For users who need more accuracy, our inexpensive Pro version offers much more power including spousal input, multiple account types, custom asset classes, unlimited financial events, and detailed federal tax calculations including RMDs. Pro also has output reports, including tabular, graphical, and transactional views of your cash flow, which can be emailed to your desktop for further analysis.

If you just want a quick answer, Free is your best bet. But, if you really want to tinker with your numbers, Pro has the advanced features you need.

Designing and Delivering the Products

So, I had a plan for two products. Trouble was, I didn’t have the time, or the skills, to make them happen on my own.

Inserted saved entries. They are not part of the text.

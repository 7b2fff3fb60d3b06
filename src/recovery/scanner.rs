use std::{
    fs::File,
    io::{Read, Seek, SeekFrom},
    path::Path,
};

use tracing::{debug, warn};

use crate::{
    storage::header::FileHeader,
    types::{PAGE_SIZE, PageId, error::DatabaseError, page::Page},
};

/// Read-only, page-at-a-time access to a database file that may be damaged.
/// Nothing here trusts the free list, the log or any chain pointer.
pub struct PageScanner {
    file: File,
    page_size: usize,
    physical_pages: u64,
    header: Option<FileHeader>,
    /// Why the magic or page size could not be trusted.
    header_damage: Option<String>,
}

impl PageScanner {
    /// Fails when the file cannot be read, or when page 0 does not identify
    /// it and no later page validates at the default page size either.
    pub fn open(path: &Path) -> Result<Self, DatabaseError> {
        let mut file = File::open(path)?;
        let length = file.metadata()?.len();

        let mut first = vec![0u8; PAGE_SIZE.min(length as usize)];
        file.read_exact(&mut first)?;
        let (page_size, header_damage) = match FileHeader::detect_page_size(&first) {
            Ok(page_size) => (page_size, None),
            Err(DatabaseError::InvalidHeader { reason }) => (PAGE_SIZE, Some(reason)),
            Err(err) => return Err(err),
        };

        // The rest of page 0 may still be damaged; its counters are advisory.
        let header = if header_damage.is_none() && first.len() == PAGE_SIZE {
            FileHeader::from_bytes(&first).ok()
        } else {
            None
        };
        let physical_pages = length / page_size as u64;
        debug!(path = %path.display(), physical_pages, "page file opened for scanning");

        let mut scanner = Self {
            file,
            page_size,
            physical_pages,
            header,
            header_damage,
        };
        if let Some(reason) = scanner.header_damage.clone() {
            match scanner.first_valid_page()? {
                Some(page_id) => {
                    warn!(%reason, page_id, "page 0 unreadable, assuming default page size")
                }
                None => return Err(DatabaseError::InvalidHeader { reason }),
            }
        }
        Ok(scanner)
    }

    fn first_valid_page(&mut self) -> Result<Option<PageId>, DatabaseError> {
        for page_id in 1..self.physical_pages {
            match self.read_page(page_id) {
                Ok(_) => return Ok(Some(page_id)),
                Err(DatabaseError::Io(err)) => return Err(DatabaseError::Io(err)),
                Err(_) => {}
            }
        }
        Ok(None)
    }

    pub fn page_size(&self) -> usize {
        self.page_size
    }

    /// Whole pages present in the file.
    pub fn physical_pages(&self) -> u64 {
        self.physical_pages
    }

    pub fn header(&self) -> Option<&FileHeader> {
        self.header.as_ref()
    }

    /// Set when the page size was assumed rather than read from page 0.
    pub fn header_damage(&self) -> Option<&str> {
        self.header_damage.as_deref()
    }

    /// Page count recorded in the header, when the header is readable.
    pub fn declared_pages(&self) -> Option<u64> {
        self.header.as_ref().map(|header| header.page_count)
    }

    /// Read and validate one page: checksum, type tag, layout and the stored
    /// page id must all agree.
    pub fn read_page(&mut self, page_id: PageId) -> Result<Page, DatabaseError> {
        if page_id >= self.physical_pages {
            return Err(DatabaseError::TruncatedFile {
                expected_pages: page_id + 1,
                actual_pages: self.physical_pages,
            });
        }
        let mut bytes = vec![0u8; self.page_size];
        self.file
            .seek(SeekFrom::Start(page_id * self.page_size as u64))?;
        self.file.read_exact(&mut bytes)?;

        let page = Page::from_bytes(&bytes).map_err(|err| match err {
            DatabaseError::CorruptedPage { reason, .. } => DatabaseError::CorruptedPage {
                page_id,
                reason,
            },
            DatabaseError::PageChecksum {
                stored, computed, ..
            } => DatabaseError::PageChecksum {
                page_id,
                stored,
                computed,
            },
            DatabaseError::UnknownPageType { tag, .. } => {
                DatabaseError::UnknownPageType { page_id, tag }
            }
            other => other,
        })?;
        if page.page_id != page_id {
            return Err(DatabaseError::CorruptedPage {
                page_id,
                reason: format!("page claims to be page {}", page.page_id),
            });
        }
        Ok(page)
    }
}
//! Replays a recovery script into a database.
//!
//! Only the statements the recovery engine writes are understood:
//! `CREATE TABLE`, `CREATE [UNIQUE] INDEX` and `INSERT INTO ... VALUES`.
//! Inserts are parsed row by row off the token stream so a large script is
//! never held as one syntax tree.

use std::{fs, path::Path};

use sqlparser::{
    ast::{
        ColumnOption, CreateIndex, CreateTable, Expr, ObjectName, Statement, TableConstraint,
        UnaryOperator, Value as SqlValue,
    },
    dialect::GenericDialect,
    keywords::Keyword,
    parser::{IsOptional, Parser},
    tokenizer::Token,
};
use tracing::{debug, info};

use crate::{
    storage::{
        database::Database,
        schema::{ColumnSchema, TableSchemaBuilder},
    },
    types::{
        error::DatabaseError,
        value::{DataType, Value, hex_decode},
    },
};

#[derive(Debug, Default, Clone, Copy, PartialEq, Eq)]
pub struct ScriptStats {
    pub tables: usize,
    pub indexes: usize,
    pub rows: usize,
}

pub struct ScriptRunner<'a> {
    db: &'a Database,
    stats: ScriptStats,
}

fn object_name(name: &ObjectName) -> String {
    name.0
        .last()
        .map(|ident| ident.value.clone())
        .unwrap_or_default()
}

fn number(digits: &str) -> Result<Value, DatabaseError> {
    match digits.parse::<i64>() {
        Ok(i) => Ok(Value::Integer(i)),
        Err(_) => digits
            .parse::<f64>()
            .map(Value::Real)
            .map_err(|_| DatabaseError::UnsupportedStatement {
                details: format!("numeric literal {}", digits),
            }),
    }
}

/// Turn a literal expression into a value; anything else is rejected.
fn literal(expr: &Expr) -> Result<Value, DatabaseError> {
    match expr {
        Expr::Value(SqlValue::Null) => Ok(Value::Null),
        Expr::Value(SqlValue::Boolean(b)) => Ok(Value::Boolean(*b)),
        Expr::Value(SqlValue::Number(digits, _)) => number(digits),
        Expr::Value(SqlValue::SingleQuotedString(text)) => Ok(Value::Text(text.clone())),
        Expr::Value(SqlValue::HexStringLiteral(hex)) => Ok(Value::Blob(hex_decode(hex)?)),
        Expr::UnaryOp {
            op: UnaryOperator::Minus,
            expr,
        } => match expr.as_ref() {
            Expr::Value(SqlValue::Number(digits, _)) => number(&format!("-{}", digits)),
            inner => match literal(inner)? {
                Value::Real(r) => Ok(Value::Real(-r)),
                other => Err(DatabaseError::UnsupportedStatement {
                    details: format!("cannot negate {:?}", other),
                }),
            },
        },
        Expr::Nested(inner) => literal(inner),
        other => Err(DatabaseError::UnsupportedStatement {
            details: format!("expected a literal, found {}", other),
        }),
    }
}

impl<'a> ScriptRunner<'a> {
    pub fn new(db: &'a Database) -> Self {
        Self {
            db,
            stats: ScriptStats::default(),
        }
    }

    pub fn run_file(&mut self, path: &Path) -> Result<ScriptStats, DatabaseError> {
        let sql = fs::read_to_string(path)?;
        self.run(&sql)
    }

    /// Execute every statement in `sql`; the first failing statement stops
    /// the run.
    pub fn run(&mut self, sql: &str) -> Result<ScriptStats, DatabaseError> {
        let dialect = GenericDialect {};
        let mut parser = Parser::new(&dialect).try_with_sql(sql)?;

        loop {
            while parser.consume_token(&Token::SemiColon) {}
            if parser.peek_token().token == Token::EOF {
                break;
            }
            if parser.parse_keyword(Keyword::INSERT) {
                self.insert(&mut parser)?;
            } else {
                let statement = parser.parse_statement()?;
                self.apply(statement)?;
            }
        }

        info!(
            tables = self.stats.tables,
            indexes = self.stats.indexes,
            rows = self.stats.rows,
            "script replayed"
        );
        Ok(self.stats)
    }

    fn apply(&mut self, statement: Statement) -> Result<(), DatabaseError> {
        match statement {
            Statement::CreateTable(create) => self.create_table(create),
            Statement::CreateIndex(create) => self.create_index(create),
            other => Err(DatabaseError::UnsupportedStatement {
                details: other.to_string(),
            }),
        }
    }

    fn create_table(&mut self, create: CreateTable) -> Result<(), DatabaseError> {
        let table = object_name(&create.name);
        let primary_columns: Vec<String> = create
            .constraints
            .iter()
            .filter_map(|constraint| match constraint {
                TableConstraint::PrimaryKey { columns, .. } => Some(columns),
                _ => None,
            })
            .flatten()
            .map(|ident| ident.value.clone())
            .collect();

        let mut builder = TableSchemaBuilder::new(table.clone());
        let mut unique_columns = Vec::new();
        for column in &create.columns {
            let data_type = DataType::from_string(&column.data_type.to_string())?;
            let mut schema = ColumnSchema::new(column.name.value.clone(), data_type);
            for option in &column.options {
                match &option.option {
                    ColumnOption::NotNull => schema = schema.not_null(),
                    ColumnOption::Null => {}
                    ColumnOption::Unique {
                        is_primary: true, ..
                    } => schema = schema.primary_key(),
                    ColumnOption::Unique { .. } => unique_columns.push(column.name.value.clone()),
                    ColumnOption::Default(expr) => {
                        schema = schema.with_default(literal(expr)?.coerce_to(&data_type)?)
                    }
                    other => {
                        return Err(DatabaseError::UnsupportedStatement {
                            details: format!("column option {}", other),
                        });
                    }
                }
            }
            if primary_columns.contains(&column.name.value) {
                schema = schema.primary_key();
            }
            builder = builder.column(schema);
        }

        self.db.create_table(builder.build()?)?;
        self.stats.tables += 1;
        for column in unique_columns {
            let name = format!("{}_{}_unique", table, column);
            self.db.create_index(&table, &name, &[column.as_str()], true)?;
            self.stats.indexes += 1;
        }
        debug!(table = %table, "table replayed");
        Ok(())
    }

    fn create_index(&mut self, create: CreateIndex) -> Result<(), DatabaseError> {
        let table = object_name(&create.table_name);
        let name = create
            .name
            .as_ref()
            .map(object_name)
            .ok_or_else(|| DatabaseError::UnsupportedStatement {
                details: format!("unnamed index on {}", table),
            })?;
        let columns = create
            .columns
            .iter()
            .map(|column| match &column.expr {
                Expr::Identifier(ident) => Ok(ident.value.clone()),
                other => Err(DatabaseError::UnsupportedStatement {
                    details: format!("index expression {}", other),
                }),
            })
            .collect::<Result<Vec<_>, _>>()?;
        let columns: Vec<&str> = columns.iter().map(String::as_str).collect();

        self.db.create_index(&table, &name, &columns, create.unique)?;
        self.stats.indexes += 1;
        Ok(())
    }

    // `INSERT` has been consumed; parse `INTO t [(cols)] VALUES (...), ...`.
    fn insert(&mut self, parser: &mut Parser) -> Result<(), DatabaseError> {
        parser.expect_keyword(Keyword::INTO)?;
        let table = object_name(&parser.parse_object_name(false)?);
        let listed = parser.parse_parenthesized_column_list(IsOptional::Optional, false)?;
        parser.expect_keyword(Keyword::VALUES)?;

        let schema = self.db.table(&table)?;
        let positions = listed
            .iter()
            .map(|ident| {
                schema
                    .get_column_index(&ident.value)
                    .ok_or_else(|| DatabaseError::ColumnNotFound {
                        name: ident.value.clone(),
                        table: table.clone(),
                    })
            })
            .collect::<Result<Vec<_>, _>>()?;

        loop {
            parser.expect_token(&Token::LParen)?;
            let exprs = parser.parse_comma_separated(|p| p.parse_expr())?;
            parser.expect_token(&Token::RParen)?;

            let literals = exprs.iter().map(literal).collect::<Result<Vec<_>, _>>()?;
            let values = if positions.is_empty() {
                literals
            } else {
                if positions.len() != literals.len() {
                    return Err(DatabaseError::ConstraintViolation {
                        details: format!(
                            "{} columns listed but {} values given",
                            positions.len(),
                            literals.len()
                        ),
                    });
                }
                let mut values = vec![Value::Null; schema.columns.len()];
                for (&position, value) in positions.iter().zip(literals) {
                    values[position] = value;
                }
                values
            };
            self.db.insert(&table, values)?;
            self.stats.rows += 1;

            if !parser.consume_token(&Token::Comma) {
                break;
            }
        }
        Ok(())
    }
}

During a drive through the southwest, I sat down for a day with my former colleague David, one of the most talented engineers I know, who had embarked on a new phase in his career. David now runs Ekorau LLC, a software and hardware development shop working in mobile, web and IoT (Internet of Things). Would he be interested in developing the user interfaces for the products I had designed, and then handling the marketing, distribution, and support?

We laid a piece of paper on his desk, and sketched some ideas to visualize the products. Though the math was tricky, Free would allow users to solve for different variables, such as “Age when I can retire” or “Annual income I need to retire.” The input would be done via sets of intuitive slider controls. And the output would be a simple fuel gauge, always visible, that would update in real time as users manipulated the controls. Simple, responsive, intuitive.

The Pro version would be somewhat more technical, and quite a bit more powerful. But the fundamental user interface structure would still be very simple: lists of People, Asset Classes, Accounts, and Financial Events. Later, we would add a FIND bar to allow quick calculation and navigation through the app. Three types of reports would provide output.

The work began in June 2016. Between us, David and I have 50+ years of software experience. But, as is often the case in software development, the process was far longer and more difficult than either of us envisioned. The Android architecture is sometimes buggy, inconsistent, and needlessly complex. But we persevered, and here we are today, with useful products finally “live” on the Google Play Store.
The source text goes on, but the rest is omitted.